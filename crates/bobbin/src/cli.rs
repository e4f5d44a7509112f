use std::io::{BufRead, BufReader, Stderr, Stdin, Write};
use std::path::PathBuf;
use std::sync::Mutex;

use async_trait::async_trait;
use bobbin_common::types::Did;
use bobbin_identity::resolver::{IdentityWarning, ResolvedIdentity};
use bobbin_oauth::{
    AtprotoClientMetadata, BrowserLauncher, BrowserOutcome, OAuthSession, RefreshPolicy,
    error::BoxError,
};
use chrono::{DateTime, Utc};
use clap::{Parser, Subcommand, ValueEnum};
use url::Url;

#[derive(Parser, Debug)]
#[command(author, version, about = "bobbin - AT Protocol OAuth client")]
pub struct Args {
    /// Path to the session store file (will be created if missing)
    #[arg(long, default_value = "/tmp/bobbin-sessions.json")]
    pub store: PathBuf,

    /// URL the client metadata document is published at
    #[arg(long, default_value = "https://bobbin.example.com/client-metadata.json")]
    pub client_id: Url,

    /// Redirect URI, as listed in the client metadata
    #[arg(long, default_value = "com.example.bobbin:/callback")]
    pub redirect_uri: Url,

    /// Requested scope
    #[arg(long, default_value = "atproto transition:generic")]
    pub scope: String,

    /// Human-readable client name
    #[arg(long)]
    pub client_name: Option<String>,

    #[command(subcommand)]
    pub command: Command,
}

#[derive(Subcommand, Debug, PartialEq, Eq)]
pub enum Command {
    /// Sign in with a handle, DID, or PDS URL
    Login { identifier: String },
    /// Load a stored session, refreshing it if needed
    Restore {
        /// Account to restore; defaults to the last one signed in
        did: Option<Did>,
        #[arg(long, value_enum, default_value_t = RefreshArg::Auto)]
        refresh: RefreshArg,
    },
    /// Refresh the tokens of a stored session
    Refresh { did: Did },
    /// Revoke and forget a stored session
    Logout { did: Did },
    /// Resolve a handle or DID without signing in
    Resolve { identifier: String },
    /// Print the client metadata document to publish at the client id
    ClientMetadata,
}

#[derive(ValueEnum, Clone, Copy, Debug, PartialEq, Eq)]
pub enum RefreshArg {
    Auto,
    Always,
    Never,
}

impl From<RefreshArg> for RefreshPolicy {
    fn from(arg: RefreshArg) -> Self {
        match arg {
            RefreshArg::Auto => RefreshPolicy::Auto,
            RefreshArg::Always => RefreshPolicy::Always,
            RefreshArg::Never => RefreshPolicy::Never,
        }
    }
}

impl Args {
    pub fn client_metadata(&self) -> AtprotoClientMetadata {
        AtprotoClientMetadata::new()
            .client_id(self.client_id.clone())
            .redirect_uris(vec![self.redirect_uri.clone()])
            .scope(self.scope.as_str())
            .maybe_client_name(self.client_name.as_deref())
            .build()
    }
}

/// "Browser" for terminals: prints the authorization URL and reads the
/// redirect URL back from the user.
///
/// An empty line counts as closing the browser.
pub struct PromptBrowser<R, W> {
    io: Mutex<(R, W)>,
}

impl PromptBrowser<BufReader<Stdin>, Stderr> {
    pub fn stdio() -> Self {
        Self::new(BufReader::new(std::io::stdin()), std::io::stderr())
    }
}

impl<R, W> PromptBrowser<R, W> {
    pub fn new(input: R, output: W) -> Self {
        Self {
            io: Mutex::new((input, output)),
        }
    }

    pub fn into_inner(self) -> (R, W) {
        match self.io.into_inner() {
            Ok(io) => io,
            Err(poisoned) => poisoned.into_inner(),
        }
    }
}

#[async_trait]
impl<R, W> BrowserLauncher for PromptBrowser<R, W>
where
    R: BufRead + Send,
    W: Write + Send,
{
    async fn open(&self, url: &Url, callback_scheme: &str) -> Result<BrowserOutcome, BoxError> {
        let mut io = self.io.lock().map_err(|_| "prompt poisoned")?;
        let (input, output) = &mut *io;
        writeln!(output, "To authenticate with your PDS, visit:\n{url}\n")?;
        write!(
            output,
            "Paste the {callback_scheme} redirect URL here (empty to cancel): "
        )?;
        output.flush()?;

        let mut line = String::new();
        input.read_line(&mut line)?;
        let line = line.trim();
        if line.is_empty() {
            return Ok(BrowserOutcome::Cancelled);
        }
        Ok(BrowserOutcome::Redirect(Url::parse(line)?))
    }
}

pub fn describe_session(session: &OAuthSession, now: DateTime<Utc>) -> String {
    let who = match &session.handle {
        Some(handle) => format!("{handle} ({})", session.sub),
        None => session.sub.to_string(),
    };
    let expiry = match session.expires_at {
        Some(at) if at <= now => "expired".to_string(),
        Some(at) => format!("expires in {}s", (at - now).num_seconds()),
        None => "no expiry".to_string(),
    };
    format!(
        "{who}\n  pds: {}\n  issuer: {}\n  token: {expiry}",
        session.pds_url, session.issuer
    )
}

pub fn describe_identity(identity: &ResolvedIdentity) -> String {
    let mut out = format!(
        "{}\n  handle: {}\n  pds: {}",
        identity.did,
        identity
            .handle
            .as_ref()
            .map(|h| h.as_str())
            .unwrap_or("handle.invalid"),
        identity.pds_url
    );
    for warning in &identity.warnings {
        match warning {
            IdentityWarning::HandleAliasMismatch { expected } => {
                out.push_str(&format!(
                    "\n  warning: document does not claim handle {expected}"
                ));
            }
        }
    }
    out
}
use smol_str::SmolStr;

/// DIDs, supported DID methods, and the did:web URL mapping
pub mod did;
/// DID documents
pub mod did_doc;
/// Handles and handle normalization
pub mod handle;
/// Sign-in identifiers (DID or handle)
pub mod ident;

pub use did::{Did, DidMethod};
pub use did_doc::{DidDocument, Service, VerificationMethod};
pub use handle::Handle;
pub use ident::AtIdentifier;

/// Errors raised while validating identifiers.
///
/// These are always raised before any network activity.
#[derive(Debug, Clone, PartialEq, Eq, thiserror::Error, miette::Diagnostic)]
pub enum IdentifierError {
    /// Not a syntactically valid handle
    #[error("invalid handle {handle:?}: {reason}")]
    #[diagnostic(
        code(bobbin_common::invalid_handle),
        help("handles are domain names such as `alice.example.com`")
    )]
    InvalidHandle {
        /// Offending input
        handle: SmolStr,
        /// What was wrong with it
        reason: SmolStr,
    },

    /// Not a DID, or a DID using a method we cannot resolve
    #[error("invalid DID {did:?}: {reason}")]
    #[diagnostic(
        code(bobbin_common::invalid_did),
        help("supported DID methods are did:plc and did:web")
    )]
    InvalidDid {
        /// Offending input
        did: SmolStr,
        /// What was wrong with it
        reason: SmolStr,
    },
}

impl IdentifierError {
    /// Build an [`IdentifierError::InvalidHandle`]
    pub fn invalid_handle(handle: impl AsRef<str>, reason: impl Into<SmolStr>) -> Self {
        Self::InvalidHandle {
            handle: SmolStr::new(handle.as_ref()),
            reason: reason.into(),
        }
    }

    /// Build an [`IdentifierError::InvalidDid`]
    pub fn invalid_did(did: impl AsRef<str>, reason: impl Into<SmolStr>) -> Self {
        Self::InvalidDid {
            did: SmolStr::new(did.as_ref()),
            reason: reason.into(),
        }
    }
}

* Try it
Each line above with the word "Parser" must be returned.

* Exercise answer
use clap::{Parser, Subcommand, ValueEnum};
#[derive(Parser, Debug)]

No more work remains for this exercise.